Task instructions
Find the line with "pub const ALL_IN_ORDER: &[&[CategoryEntry]]" in the records below. Copy it and every line after it, up to and including the line with "self.names.insert(setter, candidate.clone());".

Entries shown
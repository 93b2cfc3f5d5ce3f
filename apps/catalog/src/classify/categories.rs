//! Thematic category sub-tables.
//!
//! The classifier merges these in the order of [`ALL_IN_ORDER`] with
//! first-registered-wins semantics on duplicate keys. Reordering the list
//! or switching to a last-wins merge changes classification results, so
//! both are covered by tests in the parent module.
//!
//! Keys are lowercased raw tags as the tag API emits them; the resolver
//! also probes the normalized slug as a second tier.

use crate::models::SkillType;
use crate::models::SkillType::*;

pub type CategoryEntry = (&'static str, SkillType, Option<&'static str>);

pub const FRAMEWORKS: &[CategoryEntry] = &[
    ("react", Framework, Some("frontend")),
    ("angular", Framework, Some("frontend")),
    ("vue.js", Framework, Some("frontend")),
    ("svelte", Framework, Some("frontend")),
    ("next.js", Framework, Some("frontend")),
    ("nuxt.js", Framework, Some("frontend")),
    ("gatsby", Framework, Some("frontend")),
    ("ember.js", Framework, Some("frontend")),
    ("django", Framework, Some("backend")),
    ("flask", Framework, Some("backend")),
    ("fastapi", Framework, Some("backend")),
    ("spring-boot", Framework, Some("backend")),
    ("spring", Framework, Some("backend")),
    ("ruby-on-rails", Framework, Some("backend")),
    ("laravel", Framework, Some("backend")),
    ("symfony", Framework, Some("backend")),
    ("express", Framework, Some("backend")),
    ("nestjs", Framework, Some("backend")),
    ("asp.net-core", Framework, Some("backend")),
    ("asp.net", Framework, Some("backend")),
    (".net", Platform, Some("backend")),
    ("node.js", Platform, Some("backend")),
    ("electron", Framework, Some("frontend")),
    ("wordpress", Platform, Some("frontend")),
    ("flutter", Framework, Some("mobile")),
    ("react-native", Framework, Some("mobile")),
    ("ionic-framework", Framework, Some("mobile")),
    ("xamarin", Framework, Some("mobile")),
    ("android", Platform, Some("mobile")),
    ("ios", Platform, Some("mobile")),
    ("unity3d", Platform, Some("games")),
    ("unreal-engine", Platform, Some("games")),
    ("godot", Platform, Some("games")),
];

pub const DATABASES: &[CategoryEntry] = &[
    ("mysql", Database, Some("databases")),
    ("postgresql", Database, Some("databases")),
    ("mongodb", Database, Some("databases")),
    ("redis", Database, Some("databases")),
    ("sqlite", Database, Some("databases")),
    ("mariadb", Database, Some("databases")),
    ("elasticsearch", Database, Some("databases")),
    ("cassandra", Database, Some("databases")),
    ("oracle", Database, Some("databases")),
    ("sql-server", Database, Some("databases")),
    ("dynamodb", Database, Some("databases")),
    ("neo4j", Database, Some("databases")),
    ("couchdb", Database, Some("databases")),
    ("influxdb", Database, Some("databases")),
];

pub const DEVOPS: &[CategoryEntry] = &[
    ("docker", Tool, Some("devops")),
    ("kubernetes", Tool, Some("devops")),
    ("jenkins", Tool, Some("devops")),
    ("terraform", Tool, Some("devops")),
    ("ansible", Tool, Some("devops")),
    ("vagrant", Tool, Some("devops")),
    ("github-actions", Tool, Some("devops")),
    ("gitlab-ci", Tool, Some("devops")),
    ("circleci", Tool, Some("devops")),
    ("travis-ci", Tool, Some("devops")),
    ("nginx", Tool, Some("devops")),
    ("apache", Tool, Some("devops")),
    ("linux", Platform, Some("devops")),
    ("prometheus", Tool, Some("devops")),
    ("grafana", Tool, Some("devops")),
    ("helm", Tool, Some("devops")),
    ("amazon-web-services", Platform, Some("cloud")),
    ("azure", Platform, Some("cloud")),
    ("google-cloud-platform", Platform, Some("cloud")),
    ("heroku", Platform, Some("cloud")),
    ("vercel", Platform, Some("cloud")),
    ("netlify", Platform, Some("cloud")),
];

pub const DATA_AI: &[CategoryEntry] = &[
    ("pandas", Library, Some("data-science")),
    ("numpy", Library, Some("data-science")),
    ("matplotlib", Library, Some("data-science")),
    ("jupyter", Tool, Some("data-science")),
    ("data-science", Methodology, Some("data-science")),
    ("tensorflow", Library, Some("machine-learning")),
    ("pytorch", Library, Some("machine-learning")),
    ("keras", Library, Some("machine-learning")),
    ("scikit-learn", Library, Some("machine-learning")),
    ("opencv", Library, Some("machine-learning")),
    ("machine-learning", Methodology, Some("machine-learning")),
    ("deep-learning", Methodology, Some("machine-learning")),
    ("apache-spark", Tool, Some("data-engineering")),
    ("hadoop", Tool, Some("data-engineering")),
    ("apache-kafka", Tool, Some("data-engineering")),
    ("airflow", Tool, Some("data-engineering")),
    ("dbt", Tool, Some("data-engineering")),
    ("snowflake", Platform, Some("data-engineering")),
    ("databricks", Platform, Some("data-engineering")),
];

pub const TESTING: &[CategoryEntry] = &[
    ("selenium", Tool, Some("testing")),
    ("jest", Tool, Some("testing")),
    ("cypress", Tool, Some("testing")),
    ("mocha", Tool, Some("testing")),
    ("jasmine", Tool, Some("testing")),
    ("junit", Tool, Some("testing")),
    ("pytest", Tool, Some("testing")),
    ("phpunit", Tool, Some("testing")),
    ("rspec", Tool, Some("testing")),
    ("testng", Tool, Some("testing")),
    ("playwright", Tool, Some("testing")),
    ("cucumber", Tool, Some("testing")),
    ("postman", Tool, Some("testing")),
];

pub const DESIGN: &[CategoryEntry] = &[
    ("figma", Tool, Some("ui-ux")),
    ("sketch", Tool, Some("ui-ux")),
    ("adobe-xd", Tool, Some("ui-ux")),
    ("adobe-photoshop", Tool, Some("graphic-design")),
    ("adobe-illustrator", Tool, Some("graphic-design")),
    ("blender", Tool, Some("graphic-design")),
];

pub const SECURITY: &[CategoryEntry] = &[
    ("jwt", Tool, Some("security")),
    ("oauth-2.0", Tool, Some("security")),
    ("openssl", Library, Some("security")),
    ("keycloak", Tool, Some("security")),
    ("penetration-testing", Methodology, Some("security")),
    ("owasp", Methodology, Some("security")),
    ("cryptography", Methodology, Some("security")),
];

pub const COLLABORATION: &[CategoryEntry] = &[
    ("git", Tool, Some("developer-tools")),
    ("github", Platform, Some("developer-tools")),
    ("gitlab", Platform, Some("developer-tools")),
    ("bitbucket", Platform, Some("developer-tools")),
    ("jira", Tool, Some("collaboration")),
    ("confluence", Tool, Some("collaboration")),
    ("trello", Tool, Some("collaboration")),
    ("slack", Tool, Some("collaboration")),
    ("notion", Tool, Some("collaboration")),
    ("asana", Tool, Some("collaboration")),
];

pub const LIBRARIES: &[CategoryEntry] = &[
    ("jquery", Library, Some("frontend")),
    ("bootstrap", Library, Some("frontend")),
    ("tailwind-css", Library, Some("frontend")),
    ("sass", Library, Some("frontend")),
    ("redux", Library, Some("frontend")),
    ("rxjs", Library, Some("frontend")),
    ("styled-components", Library, Some("frontend")),
    ("three.js", Library, Some("frontend")),
    ("d3.js", Library, Some("frontend")),
    ("lodash", Library, Some("frontend")),
    ("axios", Library, Some("frontend")),
    ("socket.io", Library, Some("backend")),
    ("graphql", Tool, Some("backend")),
    ("webpack", Tool, Some("frontend")),
    ("vite", Tool, Some("frontend")),
    ("babel", Tool, Some("frontend")),
];

pub const METHODOLOGY: &[CategoryEntry] = &[
    ("agile", Methodology, Some("agile")),
    ("scrum", Methodology, Some("agile")),
    ("kanban", Methodology, Some("agile")),
    ("tdd", Methodology, Some("testing")),
    ("bdd", Methodology, Some("testing")),
    ("continuous-integration", Methodology, Some("devops")),
    ("continuous-deployment", Methodology, Some("devops")),
    ("microservices", Methodology, Some("backend")),
    ("rest", Methodology, Some("backend")),
    ("design-patterns", Methodology, Some("backend")),
    ("solid-principles", Methodology, Some("backend")),
    ("domain-driven-design", Methodology, Some("backend")),
    ("clean-architecture", Methodology, Some("backend")),
    ("pair-programming", Methodology, Some("agile")),
    ("code-review", Methodology, Some("agile")),
];

pub const BLOCKCHAIN: &[CategoryEntry] = &[
    ("blockchain", Platform, Some("blockchain")),
    ("ethereum", Platform, Some("blockchain")),
    ("solana", Platform, Some("blockchain")),
    ("web3js", Library, Some("blockchain")),
    ("smart-contracts", Methodology, Some("blockchain")),
    ("hyperledger-fabric", Platform, Some("blockchain")),
];

pub const IDES: &[CategoryEntry] = &[
    ("visual-studio-code", Tool, Some("developer-tools")),
    ("visual-studio", Tool, Some("developer-tools")),
    ("intellij-idea", Tool, Some("developer-tools")),
    ("pycharm", Tool, Some("developer-tools")),
    ("eclipse", Tool, Some("developer-tools")),
    ("vim", Tool, Some("developer-tools")),
    ("emacs", Tool, Some("developer-tools")),
    ("android-studio", Tool, Some("mobile")),
    ("xcode", Tool, Some("mobile")),
];

/// Merge order. First-registered wins on key collision; do not reorder.
pub const ALL_IN_ORDER: &[&[CategoryEntry]] = &[
    FRAMEWORKS,
    DATABASES,
    DEVOPS,
    DATA_AI,
    TESTING,
    DESIGN,
    SECURITY,
    COLLABORATION,
    LIBRARIES,
    METHODOLOGY,
    BLOCKCHAIN,
    IDES,
];
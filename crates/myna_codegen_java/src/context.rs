// Conversion state threaded through expression generation.
use crate::analysis::CaptureAnalysis;
use crate::generator::is_java_keyword;
use myna_ast::DeclId;
use std::cell::RefCell;
use std::collections::{HashMap, HashSet};
use std::rc::Rc;

/// Registries shared by every context derived from one unit's root context.
/// Single-threaded by design; plain `RefCell` interior mutability.
#[derive(Debug, Default)]
pub struct SharedState {
    pub setters: RefCell<SetterRegistry>,
    pub captures: CaptureAnalysis,
    pub converted: HashSet<DeclId>,
}

impl SharedState {
    pub fn new(captures: CaptureAnalysis, converted: HashSet<DeclId>) -> Self {
        Self {
            setters: RefCell::new(SetterRegistry::default()),
            captures,
            converted,
        }
    }
}

/// One synthesized static setter helper, emitted into the enclosing
/// converted class.
#[derive(Debug, Clone, PartialEq)]
pub struct SetterHelper {
    pub setter: DeclId,
    pub name: String,
}

/// Unit-wide table of synthesized setter-helper names. A given setter maps
/// to the same name on every call; distinct setters never collide.
#[derive(Debug, Default)]
pub struct SetterRegistry {
    names: HashMap<DeclId, String>,
    used: HashSet<String>,
    pub entries: Vec<SetterHelper>,
}

impl SetterRegistry {
    fn name_for(&mut self, setter: DeclId, hint: &str) -> String {
        if let Some(existing) = self.names.get(&setter) {
            return existing.clone();
        }
        let mut candidate = format!("$set{}", capitalize(hint));
        let mut counter = 1;
        while self.used.contains(&candidate) {
            candidate = format!("$set{}{}", capitalize(hint), counter);
            counter += 1;
        }
        self.used.insert(candidate.clone());
        self.names.insert(setter, candidate.clone());
        self.entries.push(SetterHelper {
            setter,
            name: candidate.clone(),
        });
        candidate
    }
}

fn capitalize(name: &str) -> String {
    let mut chars = name.chars();
    match chars.next() {
        Some(first) => first.to_uppercase().collect::<String>() + chars.as_str(),
        None => String::new(),
    }
}

/// Mutable, copy-on-branch conversion state. `extend()` opens a new
/// statement scope (closure or synthesized method body) over the same shared
/// registries; `copy()` keeps the current statement scope but clones the
/// used-name set so sibling branches never observe each other's fresh-name
/// allocations.
#[derive(Debug)]
pub struct ExpressionContext {
    pending: Rc<RefCell<Vec<String>>>,
    used_names: HashSet<String>,
    containing_class: Option<DeclId>,
    synthetic_scope: bool,
    static_context: bool,
    shared: Rc<SharedState>,
}

impl ExpressionContext {
    pub fn new(shared: Rc<SharedState>) -> Self {
        Self {
            pending: Rc::new(RefCell::new(Vec::new())),
            used_names: HashSet::new(),
            containing_class: None,
            synthetic_scope: false,
            static_context: false,
            shared,
        }
    }

    pub fn with_class(mut self, class: Option<DeclId>) -> Self {
        self.containing_class = class;
        self
    }

    pub fn with_static(mut self, static_context: bool) -> Self {
        self.static_context = static_context;
        self
    }

    /// Branch context: same pending-helper list, independent name set.
    pub fn copy(&self) -> Self {
        Self {
            pending: Rc::clone(&self.pending),
            used_names: self.used_names.clone(),
            containing_class: self.containing_class,
            synthetic_scope: self.synthetic_scope,
            static_context: self.static_context,
            shared: Rc::clone(&self.shared),
        }
    }

    /// New lexical scope: fresh helper list, name set seeded from the
    /// enclosing scope, shared registries carried over.
    pub fn extend(&self) -> Self {
        Self {
            pending: Rc::new(RefCell::new(Vec::new())),
            used_names: self.used_names.clone(),
            containing_class: self.containing_class,
            synthetic_scope: self.synthetic_scope,
            static_context: self.static_context,
            shared: Rc::clone(&self.shared),
        }
    }

    /// New scope inside a synthesized closure/anonymous-class body, where
    /// `this` must be disambiguated against the enclosing converted class.
    pub fn extend_synthetic(&self) -> Self {
        let mut extended = self.extend();
        extended.synthetic_scope = true;
        extended
    }

    pub fn containing_class(&self) -> Option<DeclId> {
        self.containing_class
    }

    pub fn in_synthetic_scope(&self) -> bool {
        self.synthetic_scope
    }

    pub fn is_static(&self) -> bool {
        self.static_context
    }

    pub fn shared(&self) -> &Rc<SharedState> {
        &self.shared
    }

    /// Mark an identifier as taken in this scope.
    pub fn reserve(&mut self, name: &str) {
        self.used_names.insert(name.to_string());
    }

    /// Collision-free identifier derived from `base`.
    pub fn fresh_name(&mut self, base: &str) -> String {
        let mut candidate = base.to_string();
        let mut counter = 1;
        while self.used_names.contains(&candidate) || is_java_keyword(&candidate) {
            candidate = format!("{}{}", base, counter);
            counter += 1;
        }
        self.used_names.insert(candidate.clone());
        candidate
    }

    pub fn push_helper(&mut self, statement: String) {
        self.pending.borrow_mut().push(statement);
    }

    pub fn take_helpers(&mut self) -> Vec<String> {
        self.pending.borrow_mut().drain(..).collect()
    }

    pub fn has_helpers(&self) -> bool {
        !self.pending.borrow().is_empty()
    }

    /// Stable synthesized helper-method name for a resolved setter.
    pub fn setter_name(&self, setter: DeclId, hint: &str) -> String {
        self.shared.setters.borrow_mut().name_for(setter, hint)
    }

    pub fn cell_name(&self, variable: DeclId) -> Option<String> {
        self.shared
            .captures
            .cell_name(variable)
            .map(str::to_string)
    }

    pub fn is_converted(&self, class: DeclId) -> bool {
        self.shared.converted.contains(&class)
    }
}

Reply
pub const ALL_IN_ORDER: &[&[CategoryEntry]] = &[
    FRAMEWORKS,
    DATABASES,
    DEVOPS,
    DATA_AI,
    TESTING,
    DESIGN,
    SECURITY,
    COLLABORATION,
    LIBRARIES,
    METHODOLOGY,
    BLOCKCHAIN,
    IDES,
];
filename crates/myna_codegen_java/src/context.rs
// Conversion state threaded through expression generation.
use crate::analysis::CaptureAnalysis;
use crate::generator::is_java_keyword;
use myna_ast::DeclId;
use std::cell::RefCell;
use std::collections::{HashMap, HashSet};
use std::rc::Rc;

/// Registries shared by every context derived from one unit's root context.
/// Single-threaded by design; plain `RefCell` interior mutability.
#[derive(Debug, Default)]
pub struct SharedState {
    pub setters: RefCell<SetterRegistry>,
    pub captures: CaptureAnalysis,
    pub converted: HashSet<DeclId>,
}

impl SharedState {
    pub fn new(captures: CaptureAnalysis, converted: HashSet<DeclId>) -> Self {
        Self {
            setters: RefCell::new(SetterRegistry::default()),
            captures,
            converted,
        }
    }
}

/// One synthesized static setter helper, emitted into the enclosing
/// converted class.
#[derive(Debug, Clone, PartialEq)]
pub struct SetterHelper {
    pub setter: DeclId,
    pub name: String,
}

/// Unit-wide table of synthesized setter-helper names. A given setter maps
/// to the same name on every call; distinct setters never collide.
#[derive(Debug, Default)]
pub struct SetterRegistry {
    names: HashMap<DeclId, String>,
    used: HashSet<String>,
    pub entries: Vec<SetterHelper>,
}

impl SetterRegistry {
    fn name_for(&mut self, setter: DeclId, hint: &str) -> String {
        if let Some(existing) = self.names.get(&setter) {
            return existing.clone();
        }
        let mut candidate = format!("$set{}", capitalize(hint));
        let mut counter = 1;
        while self.used.contains(&candidate) {
            candidate = format!("$set{}{}", capitalize(hint), counter);
            counter += 1;
        }
        self.used.insert(candidate.clone());
        self.names.insert(setter, candidate.clone());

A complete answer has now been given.